Many adults who are survivors of childhood trauma have never told anyone. Gurnon discussed this phenomenon with Michael Barnes, a program manager at an addictions treatment center in Colorado. Barnes indicates that those over 50 are less likely to tell others about their experience of trauma than are younger adults. Men are less likely than women to tell others. Gender roles seem to have something to do with men’s reluctance to convey such information, in that men are more likely to think they should be stoic about their suffering and able to get over the effects of past trauma on their own.
In my years working as a clinical psychologist, I didn’t specialize in providing therapy for those who had childhood trauma, so clients didn’t seek me out specifically for help with that problem. Nevertheless, over the years I had hundreds of clients tell me of some form of trauma they had sustained during childhood. Physical abuse was common, as was parental alcoholism, substance abuse, or erratic behavior. Sexual molestation also occurred frequently, with the perpetrator usually being someone the child knew, often someone within the family. I would estimate that at least a third of the time the person had never talked to anyone previously about what had happened. Usually this wasn’t a result of forgetting or not thinking about the trauma; often, the person thought about it every day, but couldn’t overcome the discomfort, shame, or fear of blame associated with letting someone else know.

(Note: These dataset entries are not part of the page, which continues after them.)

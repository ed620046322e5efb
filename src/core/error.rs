use thiserror::Error;

/// Errors surfaced by the matching and analytics engine.
///
/// `Store` covers persistence and connectivity failures: fatal to the
/// single operation, retried only by the next scheduled tick. `Validation`
/// is scoped to one candidate inside a reconcile. `Notification` failures
/// are logged and swallowed at the call site and never abort an operation.
#[derive(Debug, Error)]
pub enum MatchError {
    #[error("not found: {0}")]
    NotFound(String),

    #[error("invalid input: {0}")]
    Validation(String),

    #[error("store failure: {0}")]
    Store(String),

    #[error("notification failure: {0}")]
    Notification(String),
}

For the most part, telling someone about a past trauma is helpful. I say “for the most part” because sometimes the person becomes too absorbed in the telling and is re-traumatized, or is so detached from the memory that talking about it has no more significance to them than does telling what he or she had for breakfast. Talking about the memory is most helpful if the person can experience the emotions associated with it–fear, hurt, shame, sadness, anger, and a variety of others–but at the same time stay in contact with the present rather than being swallowed up by the past. Therapists who are knowledgeable about working with trauma sufferers can help the trauma survivor maintain this balance. Therapists can also help with the development of skills for dealing with the effects of the trauma and can help the person make sense of what happened to them.
So, for those who have kept memories of childhood trauma hidden away for many decades, I encourage you to tell someone. If the effects of the trauma remain strong, consider psychotherapy. Childhood trauma has profound effects, but, for those who seek help, there is hope for recovery!